同じイギリス製の104aBでも、Studio Oneとの差はBCIIよりも大きく、
さらに国が違うヤマハ、パイオニア、JBL、BOSEとなると、まったく別の魅力をもつスピーカーということになる。
Studio OneとNS1000M、Studio Oneと4311Bを比較試聴した後に、
Studio OneとBCIIを比較すれば、同じじゃないか、と判断する人がいても不思議ではない。
Studio OneとBCIIは似ている。
同じところも持っている。なのに、私の耳には、BCIIには魅力を感じてもStudio Oneには魅力を感じない。
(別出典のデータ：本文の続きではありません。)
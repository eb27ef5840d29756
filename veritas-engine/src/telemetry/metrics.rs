//! Prometheus Metrics Definitions
//!
//! All VERITAS metrics live in a dedicated registry created once on first
//! use. Registration failure is logged and metrics become no-ops; it never
//! stops the pipeline.

use once_cell::sync::Lazy;
use prometheus::{
    HistogramOpts, HistogramVec, IntCounterVec, IntGaugeVec, Opts, Registry, TextEncoder,
};

/// Upstream call latency buckets (seconds)
/// Covers: 50ms, 100ms, 250ms, 500ms, 1s, 2.5s, 5s, 10s, 30s
const UPSTREAM_LATENCY_BUCKETS: &[f64] = &[0.05, 0.1, 0.25, 0.5, 1.0, 2.5, 5.0, 10.0, 30.0];

/// Global metrics instance - initialized once on first access
pub static METRICS: Lazy<Option<VeritasMetrics>> = Lazy::new(|| match VeritasMetrics::new() {
    Ok(metrics) => Some(metrics),
    Err(e) => {
        tracing::warn!(error = %e, "Failed to register metrics; metrics disabled");
        None
    }
});

/// Access the global metrics, if registration succeeded.
pub fn metrics() -> Option<&'static VeritasMetrics> {
    METRICS.as_ref()
}

/// Container for all VERITAS metrics.
#[derive(Clone)]
pub struct VeritasMetrics {
    registry: Registry,

    /// Track outcomes - labels: kind, outcome
    pub detections_total: IntCounterVec,

    /// Upstream calls - labels: service, outcome
    pub upstream_calls_total: IntCounterVec,

    /// Upstream call duration - labels: service
    pub upstream_duration_seconds: HistogramVec,

    /// Calls rejected by an open breaker - labels: service
    pub breaker_rejections_total: IntCounterVec,

    /// Breaker state (0 closed, 1 half-open, 2 open) - labels: service
    pub breaker_state: IntGaugeVec,

    /// Admissions refused by a saturated gate - labels: service, class
    pub gate_saturations_total: IntCounterVec,

    /// Job outcomes - labels: queue, outcome
    pub jobs_total: IntCounterVec,

    /// Cache lookups - labels: cache, result
    pub cache_lookups_total: IntCounterVec,
}

impl VeritasMetrics {
    /// Create and register all metrics with a fresh registry.
    pub fn new() -> Result<Self, prometheus::Error> {
        let registry = Registry::new();

        let detections_total = IntCounterVec::new(
            Opts::new("veritas_detections_total", "Detection track outcomes"),
            &["kind", "outcome"],
        )?;
        let upstream_calls_total = IntCounterVec::new(
            Opts::new("veritas_upstream_calls_total", "Calls into upstream services"),
            &["service", "outcome"],
        )?;
        let upstream_duration_seconds = HistogramVec::new(
            HistogramOpts::new(
                "veritas_upstream_duration_seconds",
                "Upstream call duration in seconds",
            )
            .buckets(UPSTREAM_LATENCY_BUCKETS.to_vec()),
            &["service"],
        )?;
        let breaker_rejections_total = IntCounterVec::new(
            Opts::new(
                "veritas_breaker_rejections_total",
                "Calls rejected by an open circuit breaker",
            ),
            &["service"],
        )?;
        let breaker_state = IntGaugeVec::new(
            Opts::new(
                "veritas_breaker_state",
                "Circuit breaker state (0 closed, 1 half-open, 2 open)",
            ),
            &["service"],
        )?;
        let gate_saturations_total = IntCounterVec::new(
            Opts::new(
                "veritas_gate_saturations_total",
                "Admissions refused by a saturated concurrency gate",
            ),
            &["service", "class"],
        )?;
        let jobs_total = IntCounterVec::new(
            Opts::new("veritas_jobs_total", "Job outcomes"),
            &["queue", "outcome"],
        )?;
        let cache_lookups_total = IntCounterVec::new(
            Opts::new("veritas_cache_lookups_total", "Cache lookups by result"),
            &["cache", "result"],
        )?;

        registry.register(Box::new(detections_total.clone()))?;
        registry.register(Box::new(upstream_calls_total.clone()))?;
        registry.register(Box::new(upstream_duration_seconds.clone()))?;
        registry.register(Box::new(breaker_rejections_total.clone()))?;
        registry.register(Box::new(breaker_state.clone()))?;
        registry.register(Box::new(gate_saturations_total.clone()))?;
        registry.register(Box::new(jobs_total.clone()))?;
        registry.register(Box::new(cache_lookups_total.clone()))?;

        Ok(Self {
            registry,
            detections_total,
            upstream_calls_total,
            upstream_duration_seconds,
            breaker_rejections_total,
            breaker_state,
            gate_saturations_total,
            jobs_total,
            cache_lookups_total,
        })
    }

    pub fn record_detection(&self, kind: &str, outcome: &str) {
        self.detections_total.with_label_values(&[kind, outcome]).inc();
    }

    pub fn record_upstream_call(&self, service: &str, success: bool, duration_secs: f64) {
        let outcome = if success { "success" } else { "error" };
        self.upstream_calls_total
            .with_label_values(&[service, outcome])
            .inc();
        self.upstream_duration_seconds
            .with_label_values(&[service])
            .observe(duration_secs);
    }

    pub fn record_breaker_rejection(&self, service: &str) {
        self.breaker_rejections_total
            .with_label_values(&[service])
            .inc();
    }

    pub fn set_breaker_state(&self, service: &str, state: i64) {
        self.breaker_state.with_label_values(&[service]).set(state);
    }

    pub fn record_gate_saturation(&self, service: &str, class: &str) {
        self.gate_saturations_total
            .with_label_values(&[service, class])
            .inc();
    }

    pub fn record_job(&self, queue: &str, outcome: &str) {
        self.jobs_total.with_label_values(&[queue, outcome]).inc();
    }

    pub fn record_cache_lookup(&self, cache: &str, hit: bool) {
        let result = if hit { "hit" } else { "miss" };
        self.cache_lookups_total
            .with_label_values(&[cache, result])
            .inc();
    }

    /// Render all metrics in the Prometheus text exposition format.
    pub fn gather(&self) -> String {
        TextEncoder::new()
            .encode_to_string(&self.registry.gather())
            .unwrap_or_else(|e| {
                tracing::warn!(error = %e, "Failed to encode metrics");
                String::new()
            })
    }
}

/// Render the global metrics, or an empty string when metrics are disabled.
pub fn gather_metrics() -> String {
    metrics().map(VeritasMetrics::gather).unwrap_or_default()
}
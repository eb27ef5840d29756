//! VERITAS Core - Entity Types
//!
//! Pure data structures, error taxonomy, configuration and the external
//! service traits. All other crates depend on this one.
//! This crate contains no I/O and no pipeline logic.

pub mod config;
pub mod entities;
pub mod error;
pub mod llm;

pub use config::*;
pub use entities::*;
pub use error::*;
pub use llm::*;

use chrono::{DateTime, Utc};
use sha2::{Digest, Sha256};

// ============================================================================
// IDENTITY TYPES
// ============================================================================

/// Chat-platform snowflake identifier (messages, authors, channels, scopes).
pub type Snowflake = u64;

/// Timestamp type using UTC timezone.
pub type Timestamp = DateTime<Utc>;

/// SHA-256 content hash used for cache keys.
pub type ContentHash = [u8; 32];

/// Compute SHA-256 hash of content.
pub fn compute_content_hash(content: &[u8]) -> ContentHash {
    let mut hasher = Sha256::new();
    hasher.update(content);
    let result = hasher.finalize();
    let mut hash = [0u8; 32];
    hash.copy_from_slice(&result);
    hash
}

// ============================================================================
// TEXT NORMALIZATION
// ============================================================================

/// Normalize text for comparisons: lowercase, punctuation replaced by spaces,
/// whitespace collapsed. Apostrophes are kept so contractions survive
/// ("don't" stays one token).
pub fn normalize_text(text: &str) -> String {
    let mapped: String = text
        .to_lowercase()
        .chars()
        .map(|c| match c {
            '\u{2019}' => '\'',
            c if c.is_alphanumeric() || c == '\'' => c,
            _ => ' ',
        })
        .collect();

    mapped.split_whitespace().collect::<Vec<_>>().join(" ")
}

/// Cache key for content-derived results: hex SHA-256 of the normalized text.
pub fn content_cache_key(text: &str) -> String {
    hex::encode(compute_content_hash(normalize_text(text).as_bytes()))
}

// ============================================================================
// UNIT TESTS
// ============================================================================

#[cfg(test)]
mod tests {
    use super::*;

    #[test]
    fn test_normalize_strips_punctuation_and_case() {
        assert_eq!(normalize_text("  The Earth, is ROUND!! "), "the earth is round");
    }

    #[test]
    fn test_normalize_keeps_contractions() {
        assert_eq!(normalize_text("Vaccines don\u{2019}t work."), "vaccines don't work");
    }

    #[test]
    fn test_content_cache_key_ignores_formatting() {
        assert_eq!(
            content_cache_key("The earth is flat"),
            content_cache_key("the EARTH is flat!")
        );
        assert_ne!(
            content_cache_key("The earth is flat"),
            content_cache_key("The earth is round")
        );
    }

    #[test]
    fn test_compute_content_hash_is_stable() {
        assert_eq!(compute_content_hash(b"abc"), compute_content_hash(b"abc"));
        assert_eq!(
            hex::encode(compute_content_hash(b"")),
            "e3b0c44298fc1c149afbf4c8996fb92427ae41e4649b934ca495991b7852b855"
        );
    }
}
impl DetectionOrchestrator {
    pub fn new(ctx: Arc<PipelineContext>) -> Self {
        Self { ctx }
    }

    pub fn context(&self) -> &PipelineContext {
        &self.ctx
    }

    fn prefilter_skip(&self, message: &MessageRecord) -> Option<SkipReason> {
        match prefilter::classify(&message.content) {
            FilterOutcome::Pass => None,
            FilterOutcome::Trivial(_) => Some(SkipReason::Trivial),
            FilterOutcome::ForeignCommand => Some(SkipReason::ForeignCommand),
        }
    }

    fn generation_request(&self, system: &str, prompt: String) -> GenerationRequest {
        let detection = &self.ctx.config().detection;
        GenerationRequest {
            system: system.to_string(),
            prompt,
            models: detection.models.clone(),
            temperature: detection.temperature,
            max_tokens: detection.max_tokens,
        }
    }

    // ========================================================================
    // TRACK A: CONTRADICTION
    // ========================================================================

    /// Substantive prior statements by the author in scope, newest first.
    async fn prior_statements(&self, message: &MessageRecord) -> VeritasResult<Vec<MessageRecord>> {
        let config = self.ctx.config();
        let threshold = config.detection.substantive_threshold;
        let history = self
            .ctx
            .history()
            .author_history(
                self.ctx.store(),
                message.author_id,
                message.scope_id,
                config.cache.author_history_len,
            )
            .await?;

        Ok(history
            .into_iter()
            .filter(|m| m.id != message.id && !m.is_bot)
            .filter(|m| matches!(prefilter::classify(&m.content), FilterOutcome::Pass))
            .filter(|m| self.ctx.analyze(&m.content).is_substantive(threshold))
            .collect())
    }

    pub async fn run_contradiction(
        &self,
        message: &MessageRecord,
        class: PriorityClass,
    ) -> VeritasResult<TrackOutcome> {
        let kind = DetectionKind::Contradiction;
        if let Some(reason) = self.prefilter_skip(message) {
            return Ok(self.finish(kind, message, TrackOutcome::Skipped(reason)));
        }

        let prior = self.prior_statements(message).await?;
        let Some(latest) = prior.first() else {
            return Ok(self.finish(kind, message, TrackOutcome::Skipped(SkipReason::NoHistory)));
        };
        if normalize_text(&latest.content) == normalize_text(&message.content) {
            return Ok(self.finish(kind, message, TrackOutcome::Skipped(SkipReason::Duplicate)));
        }

        let threshold = self.ctx.config().detection.substantive_threshold;
        if !self.ctx.analyze(&message.content).is_substantive(threshold) {
            return Ok(self.finish(kind, message, TrackOutcome::Skipped(SkipReason::LowSubstance)));
        }

        let mut window: Vec<MessageRecord> = prior
            .into_iter()
            .take(self.ctx.config().detection.history_window)
            .collect();
        window.reverse();

        let request = self.generation_request(
            prompts::CONTRADICTION_SYSTEM,
            prompts::contradiction_prompt(&window, &message.content),
        );
        let response = self.ctx.services().generate(&request, class).await?;

        let verdict = match parse_verdict::<ContradictionVerdict>(&response.text) {
            ParsedVerdict::Parsed(verdict) => verdict,
            ParsedVerdict::Unparseable { reason } => {
                warn!(
                    message_id = message.id,
                    model = %response.model_used,
                    reason = %reason,
                    "Unparseable contradiction verdict"
                );
                return Ok(self.finish(
                    kind,
                    message,
                    TrackOutcome::Skipped(SkipReason::MalformedResponse),
                ));
            }
        };
        if !verdict.contradiction.is_yes() {
            return Ok(self.finish(kind, message, TrackOutcome::Clear));
        }

        let Some(evidence) = locate_evidence(&verdict.evidence, &window) else {
            debug!(
                message_id = message.id,
                quote = %verdict.evidence,
                "Quoted evidence not found in history"
            );
            return Ok(self.finish(
                kind,
                message,
                TrackOutcome::Skipped(SkipReason::UnverifiableEvidence),
            ));
        };

        if !self.ctx.validate(&evidence.content, &message.content) {
            return Ok(self.finish(kind, message, TrackOutcome::Skipped(SkipReason::Invalidated)));
        }

        let result = DetectionResult {
            kind,
            verdict: Verdict::Yes,
            reason: verdict.reason.trim().to_string(),
            evidence_quote: evidence.content.clone(),
            evidence_url: Some(evidence.deep_link()),
        };
        Ok(self.finish(kind, message, TrackOutcome::Detected(result)))
    }

    // ========================================================================
    // TRACK B: MISINFORMATION
    // ========================================================================

    pub async fn run_misinformation(
        &self,
        message: &MessageRecord,
        class: PriorityClass,
    ) -> VeritasResult<TrackOutcome> {
        let kind = DetectionKind::Misinformation;
        if let Some(reason) = self.prefilter_skip(message) {
            return Ok(self.finish(kind, message, TrackOutcome::Skipped(reason)));
        }

        let detection = &self.ctx.config().detection;
        if message.content.chars().count() > detection.misinformation_max_chars {
            return Ok(self.finish(kind, message, TrackOutcome::Skipped(SkipReason::TooLong)));
        }

        let query = prompts::fact_check_query(&message.content);
        let services = self.ctx.services();
        let answer = services.answer(&query, class).await?;
        if !answer.has_grounding() {
            return Ok(self.finish(kind, message, TrackOutcome::Skipped(SkipReason::NoGrounding)));
        }

        let results = if answer.cited_urls.is_empty() && services.has_search() {
            match services
                .search(&query, detection.search_result_count, class)
                .await
            {
                Ok(results) => results,
                Err(e) => {
                    warn!(message_id = message.id, error = %e, "Web search failed, using answer alone");
                    Vec::new()
                }
            }
        } else {
            Vec::new()
        };

        if !self
            .ctx
            .analyze(&message.content)
            .is_substantive(detection.substantive_threshold)
        {
            return Ok(self.finish(kind, message, TrackOutcome::Skipped(SkipReason::LowSubstance)));
        }

        let request = self.generation_request(
            prompts::MISINFORMATION_SYSTEM,
            prompts::misinformation_prompt(&message.content, &answer, &results),
        );
        let response = services.generate(&request, class).await?;

        let verdict = match parse_verdict::<MisinformationVerdict>(&response.text) {
            ParsedVerdict::Parsed(verdict) => verdict,
            ParsedVerdict::Unparseable { reason } => {
                warn!(
                    message_id = message.id,
                    model = %response.model_used,
                    reason = %reason,
                    "Unparseable misinformation verdict"
                );
                return Ok(self.finish(
                    kind,
                    message,
                    TrackOutcome::Skipped(SkipReason::MalformedResponse),
                ));
            }
        };
        if !verdict.misinformation.is_yes() {
            return Ok(self.finish(kind, message, TrackOutcome::Clear));
        }
        if verdict.reason.trim().is_empty() {
            warn!(message_id = message.id, "Positive misinformation verdict without a reason");
            return Ok(self.finish(
                kind,
                message,
                TrackOutcome::Skipped(SkipReason::MalformedResponse),
            ));
        }

        let url = Some(verdict.url.trim())
            .filter(|u| !u.is_empty())
            .map(str::to_string)
            .or_else(|| answer.cited_urls.first().cloned())
            .or_else(|| results.first().map(|r| r.url.clone()));

        let result = DetectionResult {
            kind,
            verdict: Verdict::Yes,
            reason: verdict.reason.trim().to_string(),
            evidence_quote: verdict.evidence.trim().to_string(),
            evidence_url: url,
        };
        Ok(self.finish(kind, message, TrackOutcome::Detected(result)))
    }

    // ========================================================================
    // ABSORBING ENTRY POINTS
    // ========================================================================

    /// Track A with every failure absorbed into `None`.
    pub async fn check_contradiction(&self, message: &MessageRecord) -> Option<DetectionResult> {
        let class = JobKind::ContradictionCheck.default_priority();
        self.absorb(DetectionKind::Contradiction, message, self.run_contradiction(message, class).await)
    }

    /// Track B with every failure absorbed into `None`.
    pub async fn check_misinformation(&self, message: &MessageRecord) -> Option<DetectionResult> {
        let class = JobKind::MisinformationCheck.default_priority();
        self.absorb(DetectionKind::Misinformation, message, self.run_misinformation(message, class).await)
    }

    /// Both tracks. Misinformation runs whatever the contradiction outcome.
    pub async fn check_all(&self, message: &MessageRecord) -> Vec<DetectionResult> {
        let (contradiction, misinformation) = tokio::join!(
            self.check_contradiction(message),
            self.check_misinformation(message)
        );
        contradiction.into_iter().chain(misinformation).collect()
    }

    pub(crate) fn absorb(
        &self,
        kind: DetectionKind,
        message: &MessageRecord,
        outcome: VeritasResult<TrackOutcome>,
    ) -> Option<DetectionResult> {
        match outcome {
            Ok(outcome) => outcome.into_detection(),
            Err(e) => {
                warn!(
                    kind = kind.as_str(),
                    message_id = message.id,
                    error = %e,
                    "Detection failed, treating as no detection"
                );
                if let Some(m) = metrics() {
                    m.record_detection(kind.as_str(), "error");
                }
                None
            }
        }
    }

    fn finish(&self, kind: DetectionKind, message: &MessageRecord, outcome: TrackOutcome) -> TrackOutcome {
        match &outcome {
            TrackOutcome::Detected(result) => info!(
                kind = kind.as_str(),
                message_id = message.id,
                author_id = message.author_id,
                reason = %result.reason,
                "Detection"
            ),
            other => debug!(
                kind = kind.as_str(),
                message_id = message.id,
                outcome = other.label(),
                "Track finished without detection"
            ),
        }
        if let Some(m) = metrics() {
            m.record_detection(kind.as_str(), outcome.label());
        }
        outcome
    }
}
PM510に魅力を感じてもPM510SIIには魅力を感じない。
なぜ、そう感じてしまうのか。
これは、私以外の誰にでもあることではないだろうか。
私にとっては、Studio OneとBCII、PM510とPM510SIIがそういうことになるが、
ほかの人にはほかの人なりの、こういう例があるはず。
ほかの人からしてみれば、同じじゃないか、といわれる差が、どうしてもがまんできない、
受け入れ難いものとして存在している。
しかも、この「差」は、オーディオ機器(スピーカーシステム)としての能力の差とは関係ない。
Studio OneとBCIIの間にも、PM510とPM510SIIとの間にも、
変換器としての能力の差は、それほど大きなものではなくとも存在している。
とはいえ、ここで関係しているのは、オーディオ的音色ということになる。